Not to pile on the hapless Turtle Monarch, but I've got to point out that it's drug abuse that's the problem, not drug use, though that confusion results not so much from Bush's small mind as from his bad ideology. Here's more of it. Bush claimed that "illegal drugs cost our health-care system almost $15 billion a year." Whenever you hear someone say something like that, you know socialist premises are at work. (Bush is living proof that it doesn't take an over-achiever to be a socialist.)

No one would ever say, for example, that the heartbreak of flaky scalps costs the dandruff-shampoo industry so many gazillion dollars a year. The heartbreak of flaky scalps costs the owners of the scalps; the folks at Head & Shoulders profit from it; and it's no one else's business. That's because the dandruff-shampoo industry is entirely privately owned and operates in a substantially free market, apart from some FDA niggling and naggling. The extent to which drug abuse "costs" the health-care system anything is the precise extent to which that system is socialistic.
 

What of Bush's listeners — the ones with all that wool between their ears? Like Bush, they suffer from a head condition no shampoo can cure: the heartbreak of flaky ideology. After all, most Americans aren't congenitally stupid. Dysgenics have not proceeded that far, not yet, at least not with respect to the historic core population.

To understand the suffocating idiocy we're drowning in, it helps to think in terms of what I once called "operational intelligence." Whatever a man's genetic endowment, bad ideas and bad habits of mind can lead him not only to evil but also to some variety of stupidity. (I know that doesn't account for those who are both smart and evil — such as our ultimate rulers, the Dark Suits — but the stupid-making process I'm talking about probably requires a modicum of original innocence, or at least heedlessness.)

After the events of September 11, I wrote that many Americans seemed to have lost 40 IQ points overnight. A sudden stupidizing of that kind is as sure a token of wartime as all the sudden flag-waving. Now, remind me, how many Wars on Drugs have our masters waged by now? The bellowing tyrannical nonsense has been going on for all of my adult life, and I'm 52. How many more IQ points can our people afford to lose?

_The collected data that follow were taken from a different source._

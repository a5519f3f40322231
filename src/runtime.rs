//! Runtime abstraction layer for async operations
//!
//! Fetches are spawned through an `AsyncSpawner` so the plugin does not
//! hard-wire an executor. Tokio is the default; embedders on another
//! runtime install their own spawner with `init_runtime`.

use crate::{Error, Result};
use futures::future::FutureExt;
use std::future::Future;

pub type BoxFuture = futures::future::BoxFuture<'static, ()>;

/// A trait for spawning async tasks (object-safe version)
pub trait AsyncSpawner: Send + Sync + 'static {
    /// Spawn a future and return a handle to it
    fn spawn_boxed(&self, future: BoxFuture) -> Result<Box<dyn AsyncHandle>>;
}

/// Handle to a spawned async task
pub trait AsyncHandle: Send + Sync {
    /// Check if the task is finished
    fn is_finished(&self) -> bool;

    /// Cancel the task
    fn cancel(&self);

    /// Wait for the task to finish or be cancelled
    fn join(self: Box<Self>) -> BoxFuture;
}

/// Convenience function for spawning with type safety
pub fn spawn<F>(future: F) -> Result<Box<dyn AsyncHandle>>
where
    F: Future<Output = ()> + Send + 'static,
{
    log::debug!("runtime::spawn() - spawning async task");
    match runtime() {
        Some(spawner) => spawner.spawn_boxed(future.boxed()),
        None => Err(Error::Plugin(
            "no async runtime available; enable 'tokio-runtime' or call init_runtime".to_string(),
        )),
    }
}

/// Default spawner implementations
pub mod spawners {
    #[cfg(feature = "tokio-runtime")]
    pub mod tokio_impl {
        use super::super::{AsyncHandle, AsyncSpawner, BoxFuture};
        use crate::{Error, Result};
        use ::tokio::task::JoinHandle;
        use futures::future::FutureExt;

        /// Tokio-based async spawner
        pub struct TokioSpawner;

        impl AsyncSpawner for TokioSpawner {
            fn spawn_boxed(&self, future: BoxFuture) -> Result<Box<dyn AsyncHandle>> {
                let handle = ::tokio::runtime::Handle::try_current()
                    .map_err(|e| Error::Plugin(format!("not inside a tokio runtime: {}", e)))?;
                Ok(Box::new(TokioHandle(handle.spawn(future))))
            }
        }

        struct TokioHandle(JoinHandle<()>);

        impl AsyncHandle for TokioHandle {
            fn is_finished(&self) -> bool {
                self.0.is_finished()
            }

            fn cancel(&self) {
                self.0.abort();
            }

            fn join(self: Box<Self>) -> BoxFuture {
                async move {
                    if let Err(e) = self.0.await {
                        if e.is_panic() {
                            log::error!("spawned task panicked: {}", e);
                        }
                    }
                }
                .boxed()
            }
        }
    }
}

/// Global runtime instance
static RUNTIME: std::sync::OnceLock<Box<dyn AsyncSpawner>> = std::sync::OnceLock::new();

/// Initialize the runtime with a specific spawner; ignored once a spawner is set
pub fn init_runtime(spawner: Box<dyn AsyncSpawner>) -> bool {
    RUNTIME.set(spawner).is_ok()
}

/// Get the global runtime spawner
pub fn runtime() -> Option<&'static dyn AsyncSpawner> {
    #[cfg(feature = "tokio-runtime")]
    {
        Some(
            RUNTIME
                .get_or_init(|| Box::new(spawners::tokio_impl::TokioSpawner))
                .as_ref(),
        )
    }

    #[cfg(not(feature = "tokio-runtime"))]
    {
        RUNTIME.get().map(|spawner| spawner.as_ref())
    }
}

#[cfg(test)]
mod tests {
    use super::*;

    #[cfg(feature = "tokio-runtime")]
    #[::tokio::test]
    async fn test_tokio_spawner() {
        let handle = spawn(async {
            ::tokio::time::sleep(::tokio::time::Duration::from_millis(10)).await;
        })
        .unwrap();

        // Should not be finished immediately
        assert!(!handle.is_finished());

        handle.join().await;
    }

    #[cfg(feature = "tokio-runtime")]
    #[::tokio::test]
    async fn test_cancelled_task_joins() {
        let handle = spawn(async {
            ::tokio::time::sleep(::tokio::time::Duration::from_secs(60)).await;
        })
        .unwrap();

        handle.cancel();
        handle.join().await;
    }

    #[cfg(feature = "tokio-runtime")]
    #[test]
    fn test_spawn_outside_runtime_fails() {
        assert!(spawn(async {}).is_err());
    }
}
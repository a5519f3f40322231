//! Bounding-box substitution for query templates

use crate::core::geo::LatLngBounds;

/// Placeholder replaced with the current viewport
pub const BBOX_TOKEN: &str = "{{bbox}}";

/// Replaces every `{{bbox}}` with `swLat,swLng,neLat,neLng`.
///
/// Templates without the token come back unchanged.
pub fn substitute_bbox(template: &str, bounds: &LatLngBounds) -> String {
    if !template.contains(BBOX_TOKEN) {
        return template.to_string();
    }
    template.replace(BBOX_TOKEN, &bounds.to_overpass_bbox())
}

/// Number of placeholders in a template
pub fn token_count(template: &str) -> usize {
    template.matches(BBOX_TOKEN).count()
}

#[cfg(test)]
mod tests {
    use super::*;

    fn bounds() -> LatLngBounds {
        LatLngBounds::from_coords(40.705, -74.01, 40.72, -73.99)
    }

    #[test]
    fn test_replaces_every_occurrence() {
        let template = "[out:json];(node({{bbox}});way({{bbox}}););out;";
        assert_eq!(token_count(template), 2);
        assert_eq!(
            substitute_bbox(template, &bounds()),
            "[out:json];(node(40.705,-74.01,40.72,-73.99);way(40.705,-74.01,40.72,-73.99););out;"
        );
    }

    #[test]
    fn test_template_without_token_is_unchanged() {
        let template = "[out:json];node(1,2,3,4);out;";
        assert_eq!(token_count(template), 0);
        assert_eq!(substitute_bbox(template, &bounds()), template);
    }

    #[test]
    fn test_similar_tokens_are_left_alone() {
        assert_eq!(
            substitute_bbox("{bbox} {{ bbox }}", &bounds()),
            "{bbox} {{ bbox }}"
        );
    }
}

The suppression of operational IQ during wartime couldn't happen if people hadn't already been conditioned to look at their rulers and their actions and their assertions in a way drastically different from the way they look at their own neighbors and their actions and their assertions. I've got another little phrase to describe that: "statish thinking." In his drugs speech, Bush navigated that hallucinatory mental universe like the native he is. I'm afraid that, in this sense at least, he is truly a man of the people.